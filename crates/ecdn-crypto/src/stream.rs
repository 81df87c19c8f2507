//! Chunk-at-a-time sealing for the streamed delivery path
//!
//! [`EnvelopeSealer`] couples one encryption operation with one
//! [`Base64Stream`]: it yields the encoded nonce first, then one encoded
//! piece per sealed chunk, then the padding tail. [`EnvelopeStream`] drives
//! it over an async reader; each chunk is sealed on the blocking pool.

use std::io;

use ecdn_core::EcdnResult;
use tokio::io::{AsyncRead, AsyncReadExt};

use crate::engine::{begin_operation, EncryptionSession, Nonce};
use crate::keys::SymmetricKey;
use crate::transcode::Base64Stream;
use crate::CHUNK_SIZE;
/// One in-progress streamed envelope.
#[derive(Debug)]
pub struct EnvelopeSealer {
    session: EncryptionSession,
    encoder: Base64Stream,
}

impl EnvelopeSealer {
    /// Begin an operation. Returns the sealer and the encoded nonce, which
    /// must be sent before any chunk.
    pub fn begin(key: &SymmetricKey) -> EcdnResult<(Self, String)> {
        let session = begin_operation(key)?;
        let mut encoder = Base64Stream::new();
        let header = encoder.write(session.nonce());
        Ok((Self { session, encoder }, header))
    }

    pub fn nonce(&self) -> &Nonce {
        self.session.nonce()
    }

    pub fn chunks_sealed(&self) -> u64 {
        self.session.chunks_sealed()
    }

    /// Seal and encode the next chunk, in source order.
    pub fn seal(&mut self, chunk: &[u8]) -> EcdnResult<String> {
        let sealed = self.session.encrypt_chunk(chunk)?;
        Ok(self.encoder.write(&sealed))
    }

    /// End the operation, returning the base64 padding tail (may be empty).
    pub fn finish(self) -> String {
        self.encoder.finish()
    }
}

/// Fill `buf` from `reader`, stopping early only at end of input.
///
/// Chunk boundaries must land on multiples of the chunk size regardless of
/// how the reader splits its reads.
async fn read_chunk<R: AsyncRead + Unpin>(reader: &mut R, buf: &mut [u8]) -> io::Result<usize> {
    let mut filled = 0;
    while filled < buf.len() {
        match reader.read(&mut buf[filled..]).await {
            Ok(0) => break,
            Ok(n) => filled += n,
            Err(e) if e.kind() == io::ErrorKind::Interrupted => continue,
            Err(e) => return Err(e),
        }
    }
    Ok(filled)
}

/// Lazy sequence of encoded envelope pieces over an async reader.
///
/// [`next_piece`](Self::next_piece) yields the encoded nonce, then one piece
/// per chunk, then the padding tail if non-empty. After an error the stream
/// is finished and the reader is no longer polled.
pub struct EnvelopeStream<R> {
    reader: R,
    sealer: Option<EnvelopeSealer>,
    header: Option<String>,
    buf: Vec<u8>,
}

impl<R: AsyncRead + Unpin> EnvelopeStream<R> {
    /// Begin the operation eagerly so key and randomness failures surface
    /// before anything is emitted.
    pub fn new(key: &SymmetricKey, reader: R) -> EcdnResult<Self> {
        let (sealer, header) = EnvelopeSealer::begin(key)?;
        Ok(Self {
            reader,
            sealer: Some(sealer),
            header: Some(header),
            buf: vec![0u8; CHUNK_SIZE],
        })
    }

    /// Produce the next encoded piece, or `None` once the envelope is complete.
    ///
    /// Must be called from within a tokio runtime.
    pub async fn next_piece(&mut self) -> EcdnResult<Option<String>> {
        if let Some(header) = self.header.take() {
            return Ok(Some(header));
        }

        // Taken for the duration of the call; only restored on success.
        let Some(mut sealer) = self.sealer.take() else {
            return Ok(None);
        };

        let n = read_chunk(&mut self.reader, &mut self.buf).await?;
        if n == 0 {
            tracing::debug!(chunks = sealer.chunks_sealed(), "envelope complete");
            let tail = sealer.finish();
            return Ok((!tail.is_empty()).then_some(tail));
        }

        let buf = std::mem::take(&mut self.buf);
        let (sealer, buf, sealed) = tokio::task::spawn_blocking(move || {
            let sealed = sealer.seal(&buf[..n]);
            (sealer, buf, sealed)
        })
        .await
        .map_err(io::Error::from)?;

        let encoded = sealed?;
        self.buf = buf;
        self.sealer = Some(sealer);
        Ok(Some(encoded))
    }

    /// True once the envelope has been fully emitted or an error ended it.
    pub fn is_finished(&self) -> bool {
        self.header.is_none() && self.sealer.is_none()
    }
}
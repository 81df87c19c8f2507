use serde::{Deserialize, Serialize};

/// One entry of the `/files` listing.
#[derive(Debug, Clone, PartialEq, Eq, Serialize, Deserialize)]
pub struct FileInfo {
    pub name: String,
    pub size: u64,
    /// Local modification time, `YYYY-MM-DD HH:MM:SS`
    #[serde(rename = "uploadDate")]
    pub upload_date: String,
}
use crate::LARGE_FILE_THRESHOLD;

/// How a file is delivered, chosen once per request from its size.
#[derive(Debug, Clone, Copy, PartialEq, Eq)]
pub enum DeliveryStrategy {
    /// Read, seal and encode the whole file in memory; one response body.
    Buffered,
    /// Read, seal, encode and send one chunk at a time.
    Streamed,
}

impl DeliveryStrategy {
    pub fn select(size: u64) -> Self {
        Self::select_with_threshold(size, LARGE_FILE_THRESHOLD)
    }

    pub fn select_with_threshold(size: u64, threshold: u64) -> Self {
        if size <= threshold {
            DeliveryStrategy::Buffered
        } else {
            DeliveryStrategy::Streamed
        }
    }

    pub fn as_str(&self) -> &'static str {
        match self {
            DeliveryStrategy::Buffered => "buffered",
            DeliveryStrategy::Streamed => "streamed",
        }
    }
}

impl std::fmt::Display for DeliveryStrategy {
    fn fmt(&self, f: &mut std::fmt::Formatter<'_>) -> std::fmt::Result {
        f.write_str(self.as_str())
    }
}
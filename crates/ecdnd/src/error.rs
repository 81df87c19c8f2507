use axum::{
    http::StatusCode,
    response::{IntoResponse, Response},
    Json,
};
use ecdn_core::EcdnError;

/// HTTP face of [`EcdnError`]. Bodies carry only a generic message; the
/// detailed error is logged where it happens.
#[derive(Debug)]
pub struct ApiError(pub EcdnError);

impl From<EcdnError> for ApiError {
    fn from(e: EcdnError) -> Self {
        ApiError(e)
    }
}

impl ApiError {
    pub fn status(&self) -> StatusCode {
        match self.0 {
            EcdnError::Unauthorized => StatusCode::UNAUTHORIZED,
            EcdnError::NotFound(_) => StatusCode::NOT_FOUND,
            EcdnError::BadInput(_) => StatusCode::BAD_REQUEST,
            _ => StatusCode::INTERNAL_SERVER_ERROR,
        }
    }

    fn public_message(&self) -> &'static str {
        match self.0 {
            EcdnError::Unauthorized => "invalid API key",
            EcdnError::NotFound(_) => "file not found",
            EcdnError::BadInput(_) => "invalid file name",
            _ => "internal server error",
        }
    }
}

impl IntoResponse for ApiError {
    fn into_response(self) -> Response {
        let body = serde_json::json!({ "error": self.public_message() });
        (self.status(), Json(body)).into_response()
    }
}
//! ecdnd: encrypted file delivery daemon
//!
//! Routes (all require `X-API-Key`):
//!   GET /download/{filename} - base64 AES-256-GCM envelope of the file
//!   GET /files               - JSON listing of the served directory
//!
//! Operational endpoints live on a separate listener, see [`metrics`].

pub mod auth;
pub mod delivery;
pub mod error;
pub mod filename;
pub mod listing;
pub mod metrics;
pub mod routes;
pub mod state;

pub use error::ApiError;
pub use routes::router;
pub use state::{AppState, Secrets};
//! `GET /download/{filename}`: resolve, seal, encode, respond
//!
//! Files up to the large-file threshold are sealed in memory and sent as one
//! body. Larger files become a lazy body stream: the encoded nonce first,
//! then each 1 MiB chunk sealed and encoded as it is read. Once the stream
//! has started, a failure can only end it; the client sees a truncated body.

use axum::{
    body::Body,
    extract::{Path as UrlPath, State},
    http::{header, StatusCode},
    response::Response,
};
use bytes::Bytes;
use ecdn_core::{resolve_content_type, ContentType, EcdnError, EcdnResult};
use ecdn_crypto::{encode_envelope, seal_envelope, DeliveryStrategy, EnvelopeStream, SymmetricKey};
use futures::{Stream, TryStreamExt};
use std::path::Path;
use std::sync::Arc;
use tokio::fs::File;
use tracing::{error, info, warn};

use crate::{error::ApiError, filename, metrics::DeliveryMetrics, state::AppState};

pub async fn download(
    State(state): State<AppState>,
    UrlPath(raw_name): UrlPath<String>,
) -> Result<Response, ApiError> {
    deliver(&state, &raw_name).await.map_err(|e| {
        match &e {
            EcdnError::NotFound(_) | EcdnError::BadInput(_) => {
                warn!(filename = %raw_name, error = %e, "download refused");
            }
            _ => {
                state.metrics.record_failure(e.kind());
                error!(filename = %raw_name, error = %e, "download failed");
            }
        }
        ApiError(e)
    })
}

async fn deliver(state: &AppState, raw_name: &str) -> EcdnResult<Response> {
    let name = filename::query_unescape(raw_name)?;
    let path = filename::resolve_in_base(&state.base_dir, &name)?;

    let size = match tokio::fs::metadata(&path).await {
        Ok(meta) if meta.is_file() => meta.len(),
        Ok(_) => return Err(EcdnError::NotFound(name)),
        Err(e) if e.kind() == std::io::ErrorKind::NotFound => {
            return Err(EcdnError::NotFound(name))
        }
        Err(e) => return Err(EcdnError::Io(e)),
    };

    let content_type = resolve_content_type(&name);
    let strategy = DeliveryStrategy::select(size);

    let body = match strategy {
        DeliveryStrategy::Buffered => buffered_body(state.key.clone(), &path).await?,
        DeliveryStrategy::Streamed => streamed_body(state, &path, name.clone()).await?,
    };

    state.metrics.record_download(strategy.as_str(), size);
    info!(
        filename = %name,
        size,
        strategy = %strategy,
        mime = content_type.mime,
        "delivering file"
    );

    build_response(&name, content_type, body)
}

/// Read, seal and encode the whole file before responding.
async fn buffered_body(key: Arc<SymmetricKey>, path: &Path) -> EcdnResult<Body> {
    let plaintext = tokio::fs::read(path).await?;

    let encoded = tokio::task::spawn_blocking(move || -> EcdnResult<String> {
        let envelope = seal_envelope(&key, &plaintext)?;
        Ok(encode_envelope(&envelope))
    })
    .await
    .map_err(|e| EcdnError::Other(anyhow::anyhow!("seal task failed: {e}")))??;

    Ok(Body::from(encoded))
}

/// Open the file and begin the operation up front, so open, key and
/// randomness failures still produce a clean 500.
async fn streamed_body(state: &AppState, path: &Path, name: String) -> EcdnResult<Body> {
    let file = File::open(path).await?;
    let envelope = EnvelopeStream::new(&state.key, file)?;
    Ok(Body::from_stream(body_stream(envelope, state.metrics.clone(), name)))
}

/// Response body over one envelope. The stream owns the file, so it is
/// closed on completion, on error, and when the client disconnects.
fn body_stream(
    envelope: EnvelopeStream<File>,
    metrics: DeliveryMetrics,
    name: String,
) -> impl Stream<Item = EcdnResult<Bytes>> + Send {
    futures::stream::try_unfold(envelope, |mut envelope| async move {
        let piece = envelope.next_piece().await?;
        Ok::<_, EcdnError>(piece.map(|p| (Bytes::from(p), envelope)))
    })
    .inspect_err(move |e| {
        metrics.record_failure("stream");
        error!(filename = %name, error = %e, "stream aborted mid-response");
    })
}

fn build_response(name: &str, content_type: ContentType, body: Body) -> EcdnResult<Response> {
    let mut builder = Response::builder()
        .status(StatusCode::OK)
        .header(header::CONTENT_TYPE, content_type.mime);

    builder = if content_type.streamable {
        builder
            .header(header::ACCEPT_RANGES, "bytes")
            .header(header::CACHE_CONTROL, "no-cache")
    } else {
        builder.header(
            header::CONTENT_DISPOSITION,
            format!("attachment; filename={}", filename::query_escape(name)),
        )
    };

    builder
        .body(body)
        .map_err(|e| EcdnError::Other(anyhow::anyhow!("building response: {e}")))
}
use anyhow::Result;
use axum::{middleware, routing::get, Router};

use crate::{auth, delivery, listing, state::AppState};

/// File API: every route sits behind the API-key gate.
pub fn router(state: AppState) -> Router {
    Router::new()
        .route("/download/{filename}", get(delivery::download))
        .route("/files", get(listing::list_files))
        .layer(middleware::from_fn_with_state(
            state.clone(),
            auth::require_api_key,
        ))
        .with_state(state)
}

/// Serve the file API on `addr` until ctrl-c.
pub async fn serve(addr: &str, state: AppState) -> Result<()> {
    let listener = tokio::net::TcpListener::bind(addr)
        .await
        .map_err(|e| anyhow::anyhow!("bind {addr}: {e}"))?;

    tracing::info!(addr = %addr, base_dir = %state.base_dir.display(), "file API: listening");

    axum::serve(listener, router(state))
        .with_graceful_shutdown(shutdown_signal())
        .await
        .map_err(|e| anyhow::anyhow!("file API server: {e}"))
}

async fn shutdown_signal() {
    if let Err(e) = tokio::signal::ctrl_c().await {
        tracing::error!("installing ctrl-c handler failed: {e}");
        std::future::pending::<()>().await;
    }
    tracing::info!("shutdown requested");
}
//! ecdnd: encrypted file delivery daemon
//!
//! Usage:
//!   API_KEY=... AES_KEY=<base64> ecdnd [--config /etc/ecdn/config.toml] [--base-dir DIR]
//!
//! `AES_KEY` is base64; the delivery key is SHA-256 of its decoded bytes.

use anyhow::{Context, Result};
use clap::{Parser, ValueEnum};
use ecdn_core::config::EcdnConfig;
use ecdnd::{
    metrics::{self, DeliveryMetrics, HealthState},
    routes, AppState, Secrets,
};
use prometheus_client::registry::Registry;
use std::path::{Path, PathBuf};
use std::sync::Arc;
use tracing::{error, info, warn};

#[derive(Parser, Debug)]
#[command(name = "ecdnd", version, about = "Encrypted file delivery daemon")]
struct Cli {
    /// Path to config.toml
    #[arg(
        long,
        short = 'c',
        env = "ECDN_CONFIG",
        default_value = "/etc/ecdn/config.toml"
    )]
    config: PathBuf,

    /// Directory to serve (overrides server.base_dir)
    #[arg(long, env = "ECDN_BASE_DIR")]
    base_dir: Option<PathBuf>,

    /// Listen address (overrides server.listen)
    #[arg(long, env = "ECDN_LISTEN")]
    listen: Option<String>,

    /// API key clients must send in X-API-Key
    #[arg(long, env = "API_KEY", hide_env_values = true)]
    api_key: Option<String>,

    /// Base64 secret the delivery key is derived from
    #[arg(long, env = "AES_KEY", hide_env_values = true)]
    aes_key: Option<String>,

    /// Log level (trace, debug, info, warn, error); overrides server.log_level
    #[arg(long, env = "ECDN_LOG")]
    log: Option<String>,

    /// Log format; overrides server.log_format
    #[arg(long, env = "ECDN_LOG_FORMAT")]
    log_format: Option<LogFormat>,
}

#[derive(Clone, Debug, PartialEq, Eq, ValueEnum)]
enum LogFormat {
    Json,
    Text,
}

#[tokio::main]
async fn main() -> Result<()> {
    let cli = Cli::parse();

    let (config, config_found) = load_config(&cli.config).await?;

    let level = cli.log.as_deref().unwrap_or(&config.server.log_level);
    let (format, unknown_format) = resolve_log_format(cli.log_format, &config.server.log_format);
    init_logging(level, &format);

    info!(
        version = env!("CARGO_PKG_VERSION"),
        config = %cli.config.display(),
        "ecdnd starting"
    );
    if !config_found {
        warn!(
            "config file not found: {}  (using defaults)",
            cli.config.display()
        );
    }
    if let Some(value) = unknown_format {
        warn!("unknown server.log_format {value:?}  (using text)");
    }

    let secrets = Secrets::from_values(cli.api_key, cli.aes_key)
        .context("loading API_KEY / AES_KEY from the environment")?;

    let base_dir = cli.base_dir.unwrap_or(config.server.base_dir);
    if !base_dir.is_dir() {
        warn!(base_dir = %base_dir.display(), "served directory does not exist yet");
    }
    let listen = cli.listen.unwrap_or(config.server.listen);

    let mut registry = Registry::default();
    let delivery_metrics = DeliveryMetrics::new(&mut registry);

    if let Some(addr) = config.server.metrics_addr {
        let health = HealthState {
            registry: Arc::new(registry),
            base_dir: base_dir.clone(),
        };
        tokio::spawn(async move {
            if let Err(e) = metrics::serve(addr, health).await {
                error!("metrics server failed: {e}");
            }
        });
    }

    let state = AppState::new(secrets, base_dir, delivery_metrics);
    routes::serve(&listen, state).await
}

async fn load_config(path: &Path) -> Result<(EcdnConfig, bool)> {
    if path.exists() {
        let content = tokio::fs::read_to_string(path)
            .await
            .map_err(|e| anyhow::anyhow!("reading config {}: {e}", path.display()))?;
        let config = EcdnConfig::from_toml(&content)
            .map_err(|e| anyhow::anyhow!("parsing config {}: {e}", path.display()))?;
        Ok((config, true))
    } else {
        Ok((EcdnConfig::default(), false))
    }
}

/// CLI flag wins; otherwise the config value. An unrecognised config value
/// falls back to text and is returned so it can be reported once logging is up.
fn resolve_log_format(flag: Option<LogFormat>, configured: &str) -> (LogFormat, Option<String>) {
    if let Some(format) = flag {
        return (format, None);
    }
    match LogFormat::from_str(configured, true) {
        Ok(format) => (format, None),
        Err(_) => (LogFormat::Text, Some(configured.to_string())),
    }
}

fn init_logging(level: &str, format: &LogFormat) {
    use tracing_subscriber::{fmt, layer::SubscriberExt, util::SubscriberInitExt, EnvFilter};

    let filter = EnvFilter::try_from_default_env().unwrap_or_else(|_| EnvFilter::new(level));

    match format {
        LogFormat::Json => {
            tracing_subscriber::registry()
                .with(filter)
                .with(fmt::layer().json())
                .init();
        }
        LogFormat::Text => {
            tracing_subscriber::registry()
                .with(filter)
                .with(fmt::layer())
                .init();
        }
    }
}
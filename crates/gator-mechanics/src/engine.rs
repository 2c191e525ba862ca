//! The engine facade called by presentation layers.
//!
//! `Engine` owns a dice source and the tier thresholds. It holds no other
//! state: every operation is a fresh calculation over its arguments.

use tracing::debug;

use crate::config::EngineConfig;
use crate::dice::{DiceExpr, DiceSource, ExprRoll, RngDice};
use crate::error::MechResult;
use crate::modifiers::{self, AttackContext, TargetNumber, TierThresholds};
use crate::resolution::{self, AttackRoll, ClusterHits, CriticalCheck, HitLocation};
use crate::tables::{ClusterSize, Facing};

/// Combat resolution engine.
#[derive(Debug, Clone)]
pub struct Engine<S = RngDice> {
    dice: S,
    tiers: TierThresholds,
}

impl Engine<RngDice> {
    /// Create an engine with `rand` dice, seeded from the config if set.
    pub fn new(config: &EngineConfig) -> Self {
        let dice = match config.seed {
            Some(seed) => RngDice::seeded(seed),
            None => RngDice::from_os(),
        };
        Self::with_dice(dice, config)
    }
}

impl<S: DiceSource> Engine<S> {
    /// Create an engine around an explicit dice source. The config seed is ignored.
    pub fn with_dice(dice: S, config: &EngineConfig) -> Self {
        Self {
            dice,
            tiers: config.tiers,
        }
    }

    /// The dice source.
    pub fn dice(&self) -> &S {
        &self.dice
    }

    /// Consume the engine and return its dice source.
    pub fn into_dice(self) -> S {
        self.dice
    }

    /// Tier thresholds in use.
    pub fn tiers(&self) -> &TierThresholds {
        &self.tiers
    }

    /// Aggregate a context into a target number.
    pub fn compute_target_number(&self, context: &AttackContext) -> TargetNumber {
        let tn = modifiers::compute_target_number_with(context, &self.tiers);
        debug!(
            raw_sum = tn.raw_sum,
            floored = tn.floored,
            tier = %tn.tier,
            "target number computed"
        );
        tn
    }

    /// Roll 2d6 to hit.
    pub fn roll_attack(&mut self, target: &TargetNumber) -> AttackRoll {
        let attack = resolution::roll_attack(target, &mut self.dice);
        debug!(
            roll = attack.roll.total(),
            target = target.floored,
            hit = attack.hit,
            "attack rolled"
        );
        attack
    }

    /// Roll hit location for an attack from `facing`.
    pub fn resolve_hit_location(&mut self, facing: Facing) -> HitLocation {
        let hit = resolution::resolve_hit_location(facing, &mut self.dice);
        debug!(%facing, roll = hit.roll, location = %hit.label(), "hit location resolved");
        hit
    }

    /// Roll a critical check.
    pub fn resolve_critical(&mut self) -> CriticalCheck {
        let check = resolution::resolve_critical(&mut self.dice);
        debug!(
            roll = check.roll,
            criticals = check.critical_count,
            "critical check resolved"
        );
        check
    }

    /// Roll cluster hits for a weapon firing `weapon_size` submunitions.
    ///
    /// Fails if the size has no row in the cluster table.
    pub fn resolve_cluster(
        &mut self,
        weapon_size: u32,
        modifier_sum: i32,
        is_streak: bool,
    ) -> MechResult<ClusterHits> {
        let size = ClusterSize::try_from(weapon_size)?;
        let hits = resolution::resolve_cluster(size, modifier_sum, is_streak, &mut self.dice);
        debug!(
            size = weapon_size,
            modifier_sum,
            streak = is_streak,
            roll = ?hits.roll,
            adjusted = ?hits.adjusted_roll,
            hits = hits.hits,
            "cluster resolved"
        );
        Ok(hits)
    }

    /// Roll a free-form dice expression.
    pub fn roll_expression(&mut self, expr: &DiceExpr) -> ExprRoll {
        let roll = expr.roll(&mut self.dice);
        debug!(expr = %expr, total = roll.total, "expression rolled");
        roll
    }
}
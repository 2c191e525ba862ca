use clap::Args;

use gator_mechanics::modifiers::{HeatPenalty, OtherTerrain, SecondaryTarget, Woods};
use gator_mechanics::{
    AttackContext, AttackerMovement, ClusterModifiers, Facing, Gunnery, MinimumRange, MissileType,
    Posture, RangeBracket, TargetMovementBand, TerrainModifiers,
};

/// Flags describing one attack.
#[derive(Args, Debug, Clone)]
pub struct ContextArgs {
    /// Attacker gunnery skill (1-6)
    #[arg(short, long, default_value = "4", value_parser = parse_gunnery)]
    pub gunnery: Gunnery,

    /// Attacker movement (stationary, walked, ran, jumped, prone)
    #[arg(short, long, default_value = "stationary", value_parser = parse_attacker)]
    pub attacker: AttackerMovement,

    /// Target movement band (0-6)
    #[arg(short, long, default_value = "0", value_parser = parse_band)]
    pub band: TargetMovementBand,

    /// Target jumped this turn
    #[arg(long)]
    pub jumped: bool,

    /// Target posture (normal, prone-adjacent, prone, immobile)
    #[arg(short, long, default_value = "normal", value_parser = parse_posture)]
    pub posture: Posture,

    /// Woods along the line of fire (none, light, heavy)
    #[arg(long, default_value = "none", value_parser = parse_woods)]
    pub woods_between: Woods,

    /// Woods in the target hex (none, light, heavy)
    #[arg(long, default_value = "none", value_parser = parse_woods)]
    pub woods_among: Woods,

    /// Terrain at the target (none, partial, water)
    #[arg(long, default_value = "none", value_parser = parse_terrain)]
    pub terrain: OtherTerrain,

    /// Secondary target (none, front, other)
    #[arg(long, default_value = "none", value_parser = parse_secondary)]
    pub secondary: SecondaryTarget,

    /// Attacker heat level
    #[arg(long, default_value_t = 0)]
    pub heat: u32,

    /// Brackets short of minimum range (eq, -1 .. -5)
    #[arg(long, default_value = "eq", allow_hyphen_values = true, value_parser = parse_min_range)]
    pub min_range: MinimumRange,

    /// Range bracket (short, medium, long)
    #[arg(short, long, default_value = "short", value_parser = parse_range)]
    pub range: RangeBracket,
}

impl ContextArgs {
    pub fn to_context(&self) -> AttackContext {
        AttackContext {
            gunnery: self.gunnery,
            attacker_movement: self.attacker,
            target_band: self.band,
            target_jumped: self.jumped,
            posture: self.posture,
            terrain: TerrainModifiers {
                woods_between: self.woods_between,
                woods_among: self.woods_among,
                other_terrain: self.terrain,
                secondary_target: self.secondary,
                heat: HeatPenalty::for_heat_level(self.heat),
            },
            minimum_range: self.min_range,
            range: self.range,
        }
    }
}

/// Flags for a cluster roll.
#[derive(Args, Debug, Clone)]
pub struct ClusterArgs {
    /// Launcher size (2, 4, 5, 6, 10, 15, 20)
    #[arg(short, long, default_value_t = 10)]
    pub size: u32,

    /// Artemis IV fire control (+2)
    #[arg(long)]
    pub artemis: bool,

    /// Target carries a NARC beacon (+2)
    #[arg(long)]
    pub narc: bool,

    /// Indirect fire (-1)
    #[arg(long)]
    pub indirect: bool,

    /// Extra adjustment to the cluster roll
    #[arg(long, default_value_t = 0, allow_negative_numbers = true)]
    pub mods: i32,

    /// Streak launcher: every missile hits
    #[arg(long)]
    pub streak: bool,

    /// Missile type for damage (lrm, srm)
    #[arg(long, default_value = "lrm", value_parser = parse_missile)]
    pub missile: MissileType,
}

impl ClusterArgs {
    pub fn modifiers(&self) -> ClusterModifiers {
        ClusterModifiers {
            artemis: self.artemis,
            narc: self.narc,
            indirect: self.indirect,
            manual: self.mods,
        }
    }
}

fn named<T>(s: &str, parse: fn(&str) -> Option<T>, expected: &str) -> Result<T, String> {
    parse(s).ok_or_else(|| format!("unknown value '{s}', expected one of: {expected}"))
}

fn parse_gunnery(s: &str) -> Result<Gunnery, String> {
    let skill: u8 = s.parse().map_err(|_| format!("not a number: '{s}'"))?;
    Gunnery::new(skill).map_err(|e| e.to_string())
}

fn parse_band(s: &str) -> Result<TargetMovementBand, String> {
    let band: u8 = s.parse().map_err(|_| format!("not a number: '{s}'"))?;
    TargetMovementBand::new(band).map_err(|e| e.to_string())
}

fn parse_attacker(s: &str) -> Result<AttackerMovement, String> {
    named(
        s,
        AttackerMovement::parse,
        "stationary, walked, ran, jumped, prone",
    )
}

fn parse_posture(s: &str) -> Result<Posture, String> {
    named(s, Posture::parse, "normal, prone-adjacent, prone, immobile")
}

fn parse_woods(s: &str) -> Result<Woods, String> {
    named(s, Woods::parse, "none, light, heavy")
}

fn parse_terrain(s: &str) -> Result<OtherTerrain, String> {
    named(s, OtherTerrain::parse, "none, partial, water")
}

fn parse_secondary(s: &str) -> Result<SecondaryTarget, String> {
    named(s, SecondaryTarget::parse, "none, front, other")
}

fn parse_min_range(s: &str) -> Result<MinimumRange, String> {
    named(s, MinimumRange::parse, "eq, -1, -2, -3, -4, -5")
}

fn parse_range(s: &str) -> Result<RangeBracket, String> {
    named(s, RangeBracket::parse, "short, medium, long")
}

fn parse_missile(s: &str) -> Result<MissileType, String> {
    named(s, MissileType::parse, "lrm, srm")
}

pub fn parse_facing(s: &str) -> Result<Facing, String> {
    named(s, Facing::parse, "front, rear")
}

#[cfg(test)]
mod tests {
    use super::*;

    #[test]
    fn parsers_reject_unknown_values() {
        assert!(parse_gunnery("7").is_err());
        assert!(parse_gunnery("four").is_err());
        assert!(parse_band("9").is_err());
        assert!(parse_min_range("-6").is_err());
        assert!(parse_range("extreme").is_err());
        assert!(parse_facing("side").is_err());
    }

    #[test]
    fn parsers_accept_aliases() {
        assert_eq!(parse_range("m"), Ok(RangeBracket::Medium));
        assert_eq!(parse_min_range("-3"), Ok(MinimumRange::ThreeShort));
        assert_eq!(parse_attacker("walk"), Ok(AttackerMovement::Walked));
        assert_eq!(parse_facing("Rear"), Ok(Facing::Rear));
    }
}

AIM OF THE TASK ▸ Reproduce every line above that contains the string "resolved".

RESPONSE BELOW ▸
        debug!(%facing, roll = hit.roll, location = %hit.label(), "hit location resolved");
            "critical check resolved"
            "cluster resolved"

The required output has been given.